Fr. Robert McTeigue, SJ, writes that the world suffers for lack of Godly men . . .
What do you want for Christmas? No doubt you’ve been asked that question many times in recent weeks, and you have surely asked that question of your family and other loved ones.
I want to pose another question: “What do you want for Advent?” To some, that question is scarcely intelligible. Let me ask it this way: “What would you like to receive from the Lord, and what would you like to offer Him?”
To answer those questions, let’s turn to Dietrich Bonhoeffer, the pastor who heroically resisted the Nazis. “A prison cell, in which one waits, hopes — and is completely dependent on the fact that the door of freedom has to be opened from the outside — is not a bad picture of Advent.”
Waiting for the door of freedom to be opened, waiting to be liberated from our captivity, from our limitations — those are very fine images of Advent. We’re like Lazarus in the tomb, waiting to be called forth. But once the prison door is opened, what shall we do with our undeserved second chance? I want to relate those Bonhoeffer-inspired questions to my earlier query: “What do you want for Advent?” To answer that, I would like to address primarily men.

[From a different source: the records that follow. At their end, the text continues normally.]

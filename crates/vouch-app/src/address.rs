//! Server address validation
//!
//! Server and application addresses are public keys rendered as exactly
//! [`SERVER_ADDRESS_LEN`] hexadecimal characters. Anything else is rejected
//! client-side, before any connect or registration is attempted.

use std::fmt;
use std::str::FromStr;

use serde::{Deserialize, Serialize};
use thiserror::Error;

/// Number of hexadecimal characters in a server address.
pub const SERVER_ADDRESS_LEN: usize = 66;

/// Number of key bytes behind a server address.
pub const SERVER_ADDRESS_BYTES: usize = SERVER_ADDRESS_LEN / 2;

/// Reasons an address string was rejected.
#[derive(Debug, Clone, PartialEq, Eq, Error)]
pub enum AddressError {
    /// Input was not exactly [`SERVER_ADDRESS_LEN`] characters long.
    #[error("server address must be {expected} hexadecimal characters, got {actual}")]
    InvalidLength {
        /// Required length
        expected: usize,
        /// Length of the rejected input
        actual: usize,
    },

    /// Input contained a character outside `[0-9a-fA-F]`.
    #[error("server address contains non-hexadecimal character {character:?} at position {position}")]
    InvalidCharacter {
        /// Offending character
        character: char,
        /// Zero-based character position
        position: usize,
    },
}

/// A validated 66-character hexadecimal server address.
#[derive(Clone, Debug, PartialEq, Eq, Hash, PartialOrd, Ord, Serialize, Deserialize)]
#[serde(try_from = "String", into = "String")]
pub struct ServerAddress(String);

impl ServerAddress {
    /// Validate user input. Surrounding whitespace is ignored.
    pub fn parse(input: &str) -> Result<Self, AddressError> {
        let trimmed = input.trim();
        let actual = trimmed.chars().count();
        if actual != SERVER_ADDRESS_LEN {
            return Err(AddressError::InvalidLength {
                expected: SERVER_ADDRESS_LEN,
                actual,
            });
        }

        if trimmed.len() != SERVER_ADDRESS_LEN {
            // Multi-byte characters; hex would report byte offsets.
            return Err(first_non_hex(trimmed));
        }

        match hex::decode(trimmed) {
            Ok(_) => Ok(Self(trimmed.to_string())),
            Err(hex::FromHexError::InvalidHexCharacter { c, index }) => {
                Err(AddressError::InvalidCharacter {
                    character: c,
                    position: index,
                })
            }
            Err(_) => Err(first_non_hex(trimmed)),
        }
    }

    /// Address of a raw compressed key.
    pub fn from_key_bytes(bytes: &[u8; SERVER_ADDRESS_BYTES]) -> Self {
        Self(hex::encode(bytes))
    }

    /// The address exactly as it was entered (after trimming).
    pub fn as_str(&self) -> &str {
        &self.0
    }

    /// Raw key bytes.
    pub fn to_bytes(&self) -> Vec<u8> {
        hex::decode(&self.0).unwrap_or_default()
    }

    /// Short form for logs: first and last six characters.
    pub fn abbreviated(&self) -> String {
        let s = &self.0;
        format!("{}…{}", &s[..6], &s[s.len() - 6..])
    }
}

fn first_non_hex(input: &str) -> AddressError {
    let (position, character) = input
        .chars()
        .enumerate()
        .find(|(_, c)| !c.is_ascii_hexdigit())
        .unwrap_or((0, '?'));
    AddressError::InvalidCharacter {
        character,
        position,
    }
}

impl fmt::Display for ServerAddress {
    fn fmt(&self, f: &mut fmt::Formatter<'_>) -> fmt::Result {
        f.write_str(&self.0)
    }
}

impl FromStr for ServerAddress {
    type Err = AddressError;

    fn from_str(s: &str) -> Result<Self, Self::Err> {
        Self::parse(s)
    }
}

impl TryFrom<String> for ServerAddress {
    type Error = AddressError;

    fn try_from(value: String) -> Result<Self, Self::Error> {
        Self::parse(&value)
    }
}

impl From<ServerAddress> for String {
    fn from(address: ServerAddress) -> Self {
        address.0
    }
}

#[cfg(test)]
mod tests {
    use super::*;
    use proptest::prelude::*;

    #[test]
    fn key_bytes_render_as_lowercase_hex() {
        let mut bytes = [0xab; SERVER_ADDRESS_BYTES];
        bytes[0] = 0x02;
        let address = ServerAddress::from_key_bytes(&bytes);
        assert_eq!(address.as_str(), sample());
        assert_eq!(address.to_bytes(), bytes.to_vec());
    }

    fn sample() -> String {
        format!("02{}", "ab".repeat(32))
    }

    #[test]
    fn accepts_66_hex_characters() {
        let address = ServerAddress::parse(&sample()).unwrap();
        assert_eq!(address.as_str().len(), SERVER_ADDRESS_LEN);
        assert_eq!(address.to_bytes().len(), 33);
    }

    #[test]
    fn accepts_mixed_case_and_trims() {
        let input = format!("  {}  ", "aB".repeat(33));
        let address = ServerAddress::parse(&input).unwrap();
        assert_eq!(address.as_str(), "aB".repeat(33));
    }

    #[test]
    fn rejects_short_and_long_input() {
        assert_eq!(
            ServerAddress::parse("abc"),
            Err(AddressError::InvalidLength {
                expected: 66,
                actual: 3
            })
        );
        let long = "a".repeat(67);
        assert!(matches!(
            ServerAddress::parse(&long),
            Err(AddressError::InvalidLength { actual: 67, .. })
        ));
    }

    #[test]
    fn rejects_non_hex_character_with_position() {
        let mut input = sample();
        input.replace_range(10..11, "g");
        assert_eq!(
            ServerAddress::parse(&input),
            Err(AddressError::InvalidCharacter {
                character: 'g',
                position: 10
            })
        );
    }

    #[test]
    fn rejects_multibyte_characters() {
        let input = format!("é{}", "a".repeat(65));
        assert!(matches!(
            ServerAddress::parse(&input),
            Err(AddressError::InvalidCharacter { character: 'é', .. })
        ));
    }

    #[test]
    fn multibyte_position_counts_characters() {
        let input = format!("{}éé{}", "a".repeat(4), "b".repeat(60));
        assert_eq!(
            ServerAddress::parse(&input),
            Err(AddressError::InvalidCharacter {
                character: 'é',
                position: 4
            })
        );
    }

    #[test]
    fn serde_round_trip_validates() {
        let json = serde_json::to_string(&ServerAddress::parse(&sample()).unwrap()).unwrap();
        let back: ServerAddress = serde_json::from_str(&json).unwrap();
        assert_eq!(back.as_str(), sample());
        assert!(serde_json::from_str::<ServerAddress>("\"nothex\"").is_err());
    }

    proptest! {
        #[test]
        fn any_66_hex_string_is_valid(s in "[0-9a-fA-F]{66}") {
            prop_assert!(ServerAddress::parse(&s).is_ok());
        }

        #[test]
        fn wrong_length_is_always_rejected(s in "[0-9a-f]{0,65}|[0-9a-f]{67,80}") {
            let rejected = matches!(
                ServerAddress::parse(&s),
                Err(AddressError::InvalidLength { .. })
            );
            prop_assert!(rejected);
        }

        #[test]
        fn any_non_hex_character_is_rejected(prefix in "[0-9a-f]{0,65}", bad in "[g-zG-Z_!]") {
            let mut s = prefix.clone();
            s.push_str(&bad);
            while s.len() < SERVER_ADDRESS_LEN {
                s.push('0');
            }
            let rejected = matches!(
                ServerAddress::parse(&s),
                Err(AddressError::InvalidCharacter { position, .. }) if position == prefix.len()
            );
            prop_assert!(rejected);
        }
    }
}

My brothers, what I want for Advent is to be freed to unite with a strong company of Godly men, men who know that they are called to be husbands, fathers, priests and heroes. I want to walk out of the tomb into the light with other Godly men who are ready and eager to use their God-given manly freedom and strength to stand up for the honor of faith, family and community.
Our nation, our Church, our culture, and our communities suffer from the lack of such Godly men. Why do we lack such men? To answer that question, consider these words from French Cardinal Louis Pie (1815-1880) and his Christmas homily of 1871:
“Is not ours an age of mis-lived lives, of un-manned men? Why? Because Jesus Christ has disappeared. Wherever the people are true Christians, there are men to be found in large numbers, but everywhere and always, if Christianity wilts, the men wilt. Look closely: They are no longer men but shadows of men. Thus what do you hear on all sides today? The world is dwindling away for lack of men; the nations are perishing for scarcity of men, for the rareness of men. I do believe there are no men where there is no character; there is no character where there are no principles, doctrines, stands taken; there are no stands taken, no doctrines, no principles, where there is no religious faith and consequently no religion of society. Do what you will; only from God you will get men.”
We need real, Godly men. What we see around us is a generation of not men but merely “boys who shave” — males who are unwilling to shoulder the cross of being a true man, a man who sacrifices, leads and provides. We suffer from a lack of men willing to take responsibility for the children they beget, for the women who love them, or for the civil liberties they enjoy. They’re not the entire problem, but these Peter Pans who live in their parents’ basements, spending their days smoking dope, watching porn, and demanding a free ride are surely not now ready to be part of the solution.
What is the solution? First, we must turn to the Lord and cry out, we must clamor for our liberation, we must ask for the cells and tombs of our lives to be opened. Second, we must obey the call to emerge from the darkness and live as free men, men made in the image and likeness of God — men redeemed at a terrible cost and consecrated for a greater glory. Finally, all of us — men and women, young and old — must prepare our boys to be Godly men. We can begin to do so by honoring the heroic fathers of our past and present; we can do so by proclaiming Jesus who is true God and true man; we can do so by insisting again and again that God is a great and loving Father.
What should we want for Advent? We should turn to the Lord and ask Him to liberate males and call them to be Godly men who can provide for, protect, and serve all who are entrusted to their care. And when we see the blessings that flow from Godly men who have become true husbands, fathers, priests and heroes, then we can echo the words of the psalmist: “The plan of the Lord stands forever; the design of his heart, through all generations.”
FR. ROBERT MCTEIGUE, SJ, is a professor of Philosophy at Ave Maria University.